I am a last year IT student from Saint-Petersburg, Russia.

I want to post my proposal here before pushing it to google-melange,
to receive useful feedback.

Any comments and remarks are welcome & anticipated =)

Just for reference here is my brief cv (html): http://sandycat.info/cv.html

-------------

Google Summer Of Code 2011 project proposal.

"Socket option to timestamp UDP packets in NetBSD kernel"

Rationale

It is often needed for applications that receive data via UDP to store
data
together with its reception time, or account packets arrival time as
precisely
as possible.

Typical use cases include:

    1. Data reproduction in real-time for performance analysis or
quality control;

    2. More precise clock synchronization in NTP/PTP protocol
implementation;

    3. Measuring latency in 10 GB networks (or faster);

    4. Improved precision timing in high frequency trading done by
hedge funds;

    5. Realtime audio/video streaming (RTP/RTCP)

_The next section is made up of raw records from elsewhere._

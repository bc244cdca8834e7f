// Copyright (c) 2018-2025  Brendan Molloy <brendan@bbqsrc.net>,
//                          Ilya Solovyiov <ilya.solovyiov@gmail.com>,
//                          Kai Ren <tyranron@gmail.com>
//
// Licensed under the Apache License, Version 2.0 <LICENSE-APACHE or
// http://www.apache.org/licenses/LICENSE-2.0> or the MIT license
// <LICENSE-MIT or http://opensource.org/licenses/MIT>, at your
// option. This file may not be copied, modified, or distributed
// except according to those terms.

//! Errors of parsing a feature text.

use std::fmt;

use derive_more::{Display, Error};
use itertools::Itertools as _;

use super::listing::Listing;
use crate::{param, step::AmbiguousMatchError};

/// Step line no registered pattern matches.
#[derive(Clone, Debug, Display, Eq, Error, PartialEq)]
#[display("line {line}: {text}")]
pub struct NoMatchingStep {
    /// 1-based line number.
    pub line: usize,

    /// Step text without its keyword.
    pub text: String,
}

/// Error of parsing a feature text.
#[derive(Clone, Debug, Display, Eq, Error, PartialEq)]
pub enum ParseError {
    /// `Feature:` line without a description.
    #[display("please provide a description for this feature")]
    MissingDescription {
        /// 1-based line number.
        line: usize,
    },

    /// Second `Background:` line.
    #[display("multiple backgrounds defined")]
    MultipleBackgrounds {
        /// 1-based line number.
        line: usize,
    },

    /// `Examples:` section or a line inside of it.
    #[display("`{construct}` is not supported")]
    UnsupportedConstruct {
        /// 1-based line number.
        line: usize,

        /// Offending line.
        construct: String,
    },

    /// Line of no known kind.
    #[display("unknown line type: {token}")]
    UnknownLineKind {
        /// 1-based line number.
        line: usize,

        /// First whitespace-delimited token of the line.
        token: String,
    },

    /// `And` line not continuing a `Given`, `When` or `Then` step.
    #[display("`And` may only continue a Given, When or Then step")]
    MisplacedAnd {
        /// 1-based line number.
        line: usize,
    },

    /// Step line matching more than one pattern.
    #[display("{error}")]
    AmbiguousStep {
        /// 1-based line number.
        line: usize,

        /// Conflicting patterns.
        #[error(source)]
        error: AmbiguousMatchError,
    },

    /// Step whose captured groups can't be bound to its handler.
    #[display("{error}")]
    ArityMismatch {
        /// 1-based line number.
        line: usize,

        /// Reconciliation failure.
        #[error(source)]
        error: param::ArityMismatch,
    },

    /// Every step line no pattern matched.
    #[display(
        "please implement {} missing step(s):\n\t{}",
        _0.len(),
        _0.iter().join("\n\t")
    )]
    UnimplementedSteps(#[error(not(source))] Vec<NoMatchingStep>),
}

impl ParseError {
    /// 1-based number of the offending line.
    ///
    /// For [`ParseError::UnimplementedSteps`] it's the first missing step.
    #[must_use]
    pub fn line(&self) -> Option<usize> {
        match self {
            Self::MissingDescription { line }
            | Self::MultipleBackgrounds { line }
            | Self::UnsupportedConstruct { line, .. }
            | Self::UnknownLineKind { line, .. }
            | Self::MisplacedAnd { line }
            | Self::AmbiguousStep { line, .. }
            | Self::ArityMismatch { line, .. } => Some(*line),
            Self::UnimplementedSteps(missing) => {
                missing.first().map(|m| m.line)
            }
        }
    }
}

/// Feature text rejected by the [`Parser`].
///
/// The [`Listing`] is annotated up to the point parsing stopped.
///
/// [`Parser`]: super::Parser
#[derive(Clone, Debug, Eq, Error, PartialEq)]
pub struct Rejected {
    /// Cause of the rejection.
    #[error(source)]
    pub error: ParseError,

    /// Annotated listing of the feature text.
    pub listing: Listing,
}

impl fmt::Display for Rejected {
    fn fmt(&self, f: &mut fmt::Formatter<'_>) -> fmt::Result {
        match (&self.error, self.error.line()) {
            (ParseError::UnimplementedSteps(_), _) | (_, None) => {
                write!(f, "feature rejected: {}", self.error)
            }
            (e, Some(line)) => {
                write!(f, "feature rejected at line {line}: {e}")
            }
        }
    }
}
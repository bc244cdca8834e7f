// Copyright (c) 2018-2025  Brendan Molloy <brendan@bbqsrc.net>,
//                          Ilya Solovyiov <ilya.solovyiov@gmail.com>,
//                          Kai Ren <tyranron@gmail.com>
//
// Licensed under the Apache License, Version 2.0 <LICENSE-APACHE or
// http://www.apache.org/licenses/LICENSE-2.0> or the MIT license
// <LICENSE-MIT or http://opensource.org/licenses/MIT>, at your
// option. This file may not be copied, modified, or distributed
// except according to those terms.

//! Result of matching a step line against a [`Collection`].
//!
//! [`Collection`]: super::Collection

use super::location::Location;

/// Step text successfully matched by exactly one pattern of a [`Collection`].
///
/// [`Collection`]: super::Collection
#[derive(Clone, Debug, Eq, PartialEq)]
pub struct Match {
    /// Position of the matched handler inside its [`Collection`].
    ///
    /// [`Collection`]: super::Collection
    pub handler: usize,

    /// Text of the matched pattern.
    pub pattern: String,

    /// [`Location`] where the matched handler was registered.
    pub location: Location,

    /// Captured groups in left-to-right order, without the whole match.
    ///
    /// Optional groups that didn't participate in the match are empty.
    pub captures: Vec<String>,

    /// Step text that was matched.
    pub text: String,
}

Previously the only way to get the reception time was to call
gettimeofday(2)/clock_gettime(2) upon data reception.

That is not a very good idea because:

    1. It makes one additional system call thereby decreasing maximum
reception rate.

    2. Timing is imprecise, because delay from the time of packet
reception by
       network adapter and time of actual reception by user-land is
non-deterministic
       and isn’t taken into consideration.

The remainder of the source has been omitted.